The fusion of quantum computing and the space industry combines two cutting-edge technologies. Leveraging phenomena such as quantum entanglement, space-based quantum devices like satellites pave the way for advancing the next phase of quantum technology: the quantum internet.
According to a story published in Nextgov/FCW, a platform which aims to spearhead the national dialogue on how technology is revolutionizing the manner in which government agencies serve citizens and execute crucial functions, NASA Deputy Administrator Pam Melroy has announced that the space agency is utilizing quantum-based technologies, such as sensing, to enhance the study of space and climate change.
New Research Center
With the inauguration of a new laboratory and research center in Texas, NASA will explore how quantum information sciences can be integrated into its agency missions, focusing on research priorities in quantum sensing applications.
Set to launch on Nov. 23, the research center will be grounded in advancements in quantum information sciences, aiming to apply technologies rooted in quantum mechanics, especially sensors, in NASA missions and is part of the agency’s Quantum Pathways for Space for Climate Science Research Initiative at the University of Texas at Austin.
“That integration of those technologies into space systems is what they will be focused on, how to do that effectively and efficiently going forward,” Melroy said at the Quantum World Congress at Capital One Hall in Tysons, Virginia last week.
Melroy informed Nextgov/FCW that although there hasn’t been any formal agreement signed prior to the announcement, she expects continuous interaction across various sectors.
Technologies based on quantum sensing, known for their sensitivity in detecting subtle alterations in measurements like temperature, are expected to contribute to the evolution of updated interferometry-based systems.

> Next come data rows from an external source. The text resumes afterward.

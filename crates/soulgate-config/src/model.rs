//! Typed option carriers.
//!
//! Pure data; IO and wiring live elsewhere. Every section derives
//! `PartialEq` so snapshots can be diffed by deep equality.

use std::collections::BTreeMap;
use std::str::FromStr;

use serde::{Deserialize, Serialize};

use crate::error::{ConfigError, ConfigResult};

/// Name of the built-in group for privileged users. Always priority 0.
pub const PRIVILEGED_GROUP: &str = "privileged";
/// Name of the built-in catch-all group.
pub const DEFAULT_GROUP: &str = "default";
/// Name of the built-in group for heuristically classified leechers.
pub const LEECHER_GROUP: &str = "leechers";
/// Classification result for blacklisted users; never schedulable.
pub const BLACKLISTED_GROUP: &str = "blacklisted";

/// Complete option snapshot for the daemon.
#[derive(Debug, Clone, Serialize, Deserialize, PartialEq)]
pub struct Options {
    /// Friendly instance identifier used in logs and user-info responses.
    #[serde(default)]
    pub instance_name: String,
    /// Settings pushed down to the protocol client connection.
    pub connection: ConnectionOptions,
    /// Shared directory set and filename filters.
    #[serde(default)]
    pub shares: ShareOptions,
    /// Global upload knobs and fallback limits.
    pub global: GlobalUploadOptions,
    /// Built-in and user-defined group definitions.
    #[serde(default)]
    pub groups: GroupsOptions,
    /// Users and networks refused outright.
    #[serde(default)]
    pub blacklist: BlacklistOptions,
    /// Thresholds for the leecher heuristics.
    #[serde(default)]
    pub leechers: LeecherOptions,
    /// Retention knobs for the background janitor.
    #[serde(default)]
    pub retention: RetentionOptions,
}

/// Connection-affecting settings; changes require a reconnect.
#[derive(Debug, Clone, Serialize, Deserialize, PartialEq, Eq)]
pub struct ConnectionOptions {
    /// Server address in `host:port` form.
    pub server_address: String,
    /// Port this daemon listens on for peer connections.
    pub listen_port: u16,
}

/// Shared directory set and filter patterns.
#[derive(Debug, Clone, Serialize, Deserialize, PartialEq, Eq, Default)]
pub struct ShareOptions {
    /// Directories offered to the network.
    #[serde(default)]
    pub directories: Vec<String>,
    /// Regex patterns excluding files from the share index.
    #[serde(default)]
    pub filters: Vec<String>,
    /// Regex patterns excluding queries from search responses.
    #[serde(default)]
    pub search_filters: Vec<String>,
}

/// Global upload knobs; each group limit field falls back to these.
#[derive(Debug, Clone, Serialize, Deserialize, PartialEq, Eq)]
pub struct GlobalUploadOptions {
    /// Ceiling across every group's concurrent uploads.
    pub upload_slots: u32,
    /// Default speed budget per group in KiB/s, when a group sets none.
    #[serde(default)]
    pub speed_limit_kib: Option<u32>,
    /// Fallback limit bundle.
    #[serde(default)]
    pub limits: LimitBundle,
}

/// Built-in and user-defined group definitions.
#[derive(Debug, Clone, Serialize, Deserialize, PartialEq, Eq)]
pub struct GroupsOptions {
    /// The catch-all group.
    pub default: GroupOptions,
    /// The reduced-service group for leechers.
    pub leechers: GroupOptions,
    /// Knobs for the privileged group; slots and priority are pinned.
    #[serde(default)]
    pub privileged: BuiltInGroupOptions,
    /// Operator-defined groups, priority ≥ 1.
    #[serde(default)]
    pub user_defined: BTreeMap<String, GroupOptions>,
}

impl Default for GroupsOptions {
    fn default() -> Self {
        Self {
            default: GroupOptions {
                upload_slots: 1,
                priority: 1,
                strategy: QueueStrategy::FirstInFirstOut,
                speed_limit_kib: None,
                limits: LimitBundle::default(),
                members: Vec::new(),
            },
            leechers: GroupOptions {
                upload_slots: 1,
                priority: 99,
                strategy: QueueStrategy::RoundRobin,
                speed_limit_kib: None,
                limits: LimitBundle::default(),
                members: Vec::new(),
            },
            privileged: BuiltInGroupOptions::default(),
            user_defined: BTreeMap::new(),
        }
    }
}

/// One group's scheduling and limit knobs.
#[derive(Debug, Clone, Serialize, Deserialize, PartialEq, Eq)]
pub struct GroupOptions {
    /// Concurrent upload slots for the group.
    pub upload_slots: u32,
    /// Scheduling priority; lower is more important.
    pub priority: u32,
    /// Selection strategy among ready uploads.
    #[serde(default)]
    pub strategy: QueueStrategy,
    /// Speed budget in KiB/s; `None` falls back to the global budget.
    #[serde(default)]
    pub speed_limit_kib: Option<u32>,
    /// Per-scope limits; unset fields fall back to the global bundle.
    #[serde(default)]
    pub limits: LimitBundle,
    /// Usernames pinned to this group; only meaningful for user-defined
    /// groups.
    #[serde(default)]
    pub members: Vec<String>,
}

/// Knobs for built-in groups whose slots/priority are pinned elsewhere.
#[derive(Debug, Clone, Serialize, Deserialize, PartialEq, Eq, Default)]
pub struct BuiltInGroupOptions {
    /// Selection strategy among ready uploads.
    #[serde(default)]
    pub strategy: QueueStrategy,
    /// Speed budget in KiB/s; `None` falls back to the global budget.
    #[serde(default)]
    pub speed_limit_kib: Option<u32>,
}

/// Selection strategy among a group's ready uploads.
#[derive(Debug, Clone, Copy, Serialize, Deserialize, PartialEq, Eq, Default)]
#[serde(rename_all = "snake_case")]
pub enum QueueStrategy {
    /// Strict arrival order by enqueue time.
    #[default]
    FirstInFirstOut,
    /// Rotate across users by readiness order.
    RoundRobin,
}

impl QueueStrategy {
    /// Render the strategy as its lowercase label.
    #[must_use]
    pub const fn as_str(self) -> &'static str {
        match self {
            Self::FirstInFirstOut => "first_in_first_out",
            Self::RoundRobin => "round_robin",
        }
    }
}

impl FromStr for QueueStrategy {
    type Err = String;

    fn from_str(s: &str) -> Result<Self, Self::Err> {
        match s {
            "first_in_first_out" | "fifo" => Ok(Self::FirstInFirstOut),
            "round_robin" => Ok(Self::RoundRobin),
            other => Err(format!("invalid queue strategy '{other}'")),
        }
    }
}

/// Per-scope limits for one group.
#[derive(Debug, Clone, Serialize, Deserialize, PartialEq, Eq, Default)]
pub struct LimitBundle {
    /// Limits on what may sit in the queue at once.
    #[serde(default)]
    pub queued: Limits,
    /// Limits on what may start within a trailing day.
    #[serde(default)]
    pub daily: Limits,
    /// Limits on what may start within a trailing week.
    #[serde(default)]
    pub weekly: Limits,
}

/// Individual limit fields; any unset field falls back to the global value
/// for the same scope.
#[derive(Debug, Clone, Copy, Serialize, Deserialize, PartialEq, Eq, Default)]
pub struct Limits {
    /// Maximum file count.
    #[serde(default)]
    pub files: Option<u64>,
    /// Maximum megabytes.
    #[serde(default)]
    pub megabytes: Option<u64>,
    /// Maximum failed transfers.
    #[serde(default)]
    pub failures: Option<u64>,
}

impl Limits {
    /// Whether no field is set at all.
    #[must_use]
    pub const fn is_unset(&self) -> bool {
        self.files.is_none() && self.megabytes.is_none() && self.failures.is_none()
    }

    /// Per-field fallback onto another limit set.
    #[must_use]
    pub const fn or(self, fallback: Self) -> Self {
        Self {
            files: match self.files {
                Some(value) => Some(value),
                None => fallback.files,
            },
            megabytes: match self.megabytes {
                Some(value) => Some(value),
                None => fallback.megabytes,
            },
            failures: match self.failures {
                Some(value) => Some(value),
                None => fallback.failures,
            },
        }
    }
}

/// Users and networks refused outright.
#[derive(Debug, Clone, Serialize, Deserialize, PartialEq, Eq, Default)]
pub struct BlacklistOptions {
    /// Usernames refused by name.
    #[serde(default)]
    pub usernames: Vec<String>,
    /// CIDR blocks refused by address.
    #[serde(default)]
    pub cidrs: Vec<String>,
}

/// Thresholds for the leecher heuristics.
#[derive(Debug, Clone, Serialize, Deserialize, PartialEq, Eq)]
pub struct LeecherOptions {
    /// Users sharing fewer files than this are leechers.
    pub minimum_shared_files: u64,
    /// Users sharing fewer directories than this are leechers.
    pub minimum_shared_directories: u64,
}

impl Default for LeecherOptions {
    fn default() -> Self {
        Self {
            minimum_shared_files: 1,
            minimum_shared_directories: 1,
        }
    }
}

/// Retention knobs for the background janitor.
#[derive(Debug, Clone, Serialize, Deserialize, PartialEq, Eq, Default)]
pub struct RetentionOptions {
    /// Age in minutes after which terminal uploads are soft-deleted; `None`
    /// disables the janitor.
    #[serde(default)]
    pub prune_age_minutes: Option<i64>,
}

/// Validate an option snapshot before it is applied.
///
/// # Errors
///
/// Returns an error when a share filter fails to compile, a user-defined
/// group reuses a built-in name, or a user-defined group claims priority 0.
pub fn validate_options(options: &Options) -> ConfigResult<()> {
    for pattern in options
        .shares
        .filters
        .iter()
        .chain(options.shares.search_filters.iter())
    {
        regex::Regex::new(pattern).map_err(|source| ConfigError::InvalidFilter {
            pattern: pattern.clone(),
            source,
        })?;
    }

    for (name, group) in &options.groups.user_defined {
        if [PRIVILEGED_GROUP, DEFAULT_GROUP, LEECHER_GROUP, BLACKLISTED_GROUP]
            .contains(&name.as_str())
        {
            return Err(ConfigError::InvalidGroup {
                name: name.clone(),
                reason: "name collides with a built-in group".to_string(),
            });
        }
        if group.priority == 0 {
            return Err(ConfigError::InvalidGroup {
                name: name.clone(),
                reason: "priority 0 is reserved for the privileged group".to_string(),
            });
        }
    }

    Ok(())
}
//! Environment-driven construction of the daemon's inputs.

use soulgate_config::{Options, validate_options};
use soulgate_transfers::TransferStore;
use sqlx::postgres::PgPoolOptions;

use crate::error::{AppError, AppResult};

/// Environment variable naming the Postgres connection string.
pub const DATABASE_URL_ENV: &str = "DATABASE_URL";

/// Environment variable naming the YAML options file.
pub const OPTIONS_PATH_ENV: &str = "SOULGATE_OPTIONS_PATH";

/// Load and validate the option snapshot from a YAML file.
///
/// The file format is the only parsing this crate does; everything else
/// consumes the typed [`Options`].
///
/// # Errors
///
/// Returns an error when the file cannot be read, parsed, or validated.
pub fn load_options(path: &str) -> AppResult<Options> {
    let raw = std::fs::read_to_string(path)
        .map_err(|source| AppError::options("read", anyhow::Error::new(source)))?;
    let options: Options = serde_yaml::from_str(&raw)
        .map_err(|source| AppError::options("parse", anyhow::Error::new(source)))?;
    validate_options(&options).map_err(|source| AppError::Config { source })?;
    Ok(options)
}

/// Connect to Postgres and initialise the transfer store, applying pending
/// migrations.
///
/// # Errors
///
/// Returns an error when the database is unreachable or migrations fail.
pub async fn connect_store(database_url: &str) -> AppResult<TransferStore> {
    let pool = PgPoolOptions::new()
        .max_connections(10)
        .connect(database_url)
        .await
        .map_err(|source| AppError::persistence("connect", source))?;
    TransferStore::new(pool)
        .await
        .map_err(|source| AppError::persistence("migrate", source))
}

/// Assemble the daemon's inputs from the environment: the options file named
/// by [`OPTIONS_PATH_ENV`] and the database named by [`DATABASE_URL_ENV`].
///
/// # Errors
///
/// Returns an error when either variable is unset or its target is unusable.
pub async fn bootstrap_from_env() -> AppResult<(Options, TransferStore)> {
    let options_path = require_env(OPTIONS_PATH_ENV)?;
    let options = load_options(&options_path)?;
    let database_url = require_env(DATABASE_URL_ENV)?;
    let store = connect_store(&database_url).await?;
    Ok((options, store))
}

/// Read a required environment variable.
fn require_env(name: &'static str) -> AppResult<String> {
    std::env::var(name).map_err(|_| AppError::MissingEnv { name })
}

#[cfg(test)]
mod tests {
    use super::*;

    #[test]
    fn load_options_round_trips_yaml() {
        let yaml = r"
instance_name: basement
connection:
  server_address: server.example.net:2242
  listen_port: 2234
global:
  upload_slots: 4
  speed_limit_kib: 512
groups:
  default:
    upload_slots: 2
    priority: 1
  leechers:
    upload_slots: 1
    priority: 99
    strategy: round_robin
";
        let dir = std::env::temp_dir();
        let path = dir.join(format!("soulgate-options-{}.yml", std::process::id()));
        std::fs::write(&path, yaml).expect("write options file");

        let options = load_options(path.to_str().expect("utf8 path")).expect("load");
        assert_eq!(options.instance_name, "basement");
        assert_eq!(options.global.upload_slots, 4);
        assert_eq!(options.groups.leechers.priority, 99);

        std::fs::remove_file(&path).ok();
    }

    #[test]
    fn load_options_rejects_invalid_content() {
        let dir = std::env::temp_dir();
        let path = dir.join(format!("soulgate-bad-options-{}.yml", std::process::id()));
        std::fs::write(&path, "not: [valid").expect("write options file");
        assert!(matches!(
            load_options(path.to_str().expect("utf8 path")),
            Err(AppError::Options { .. })
        ));
        std::fs::remove_file(&path).ok();

        assert!(matches!(
            load_options("/nonexistent/soulgate.yml"),
            Err(AppError::Options { operation: "read", .. })
        ));
    }

    #[test]
    fn require_env_reports_the_name() {
        let missing = require_env("SOULGATE_SURELY_UNSET_VARIABLE");
        assert!(matches!(
            missing,
            Err(AppError::MissingEnv {
                name: "SOULGATE_SURELY_UNSET_VARIABLE"
            })
        ));
    }
}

These systems, which gauge interference in light or sound waves, are poised to provide enhanced, data-driven insights into climate measurement. Melroy further highlighted the ongoing importance of employing advanced atomic clocks in space navigation systems, and the role of future quantum communication systems as crucial elements in advancing NASA’s mission capabilities.
Two Novel Quantum Studies
“This is really going to be something that you see transitioning to our satellites that fly around the Earth and look at it, and in studying and inform[ing] our models,” she said while adding that besides the establishment of two new centers, she gave her approval of two novel quantum sensor studies conducted by NASA’s Office of Technology Policy and Strategy. One of these studies entails collaborations with the National Reconnaissance Office and the U.S. Space Force to enhance the development of parallel scientific research agendas. The other study engages NASA’s chief technologist and the Office of Technology Policy and Strategy to explore the formation of a potential new agency dedicated to focusing on other specialized scientific research domains.
“We’re taking a look at how quantum computing approaches are going to be able to help us make more efficient propulsion systems for both air and space,” said Melroy.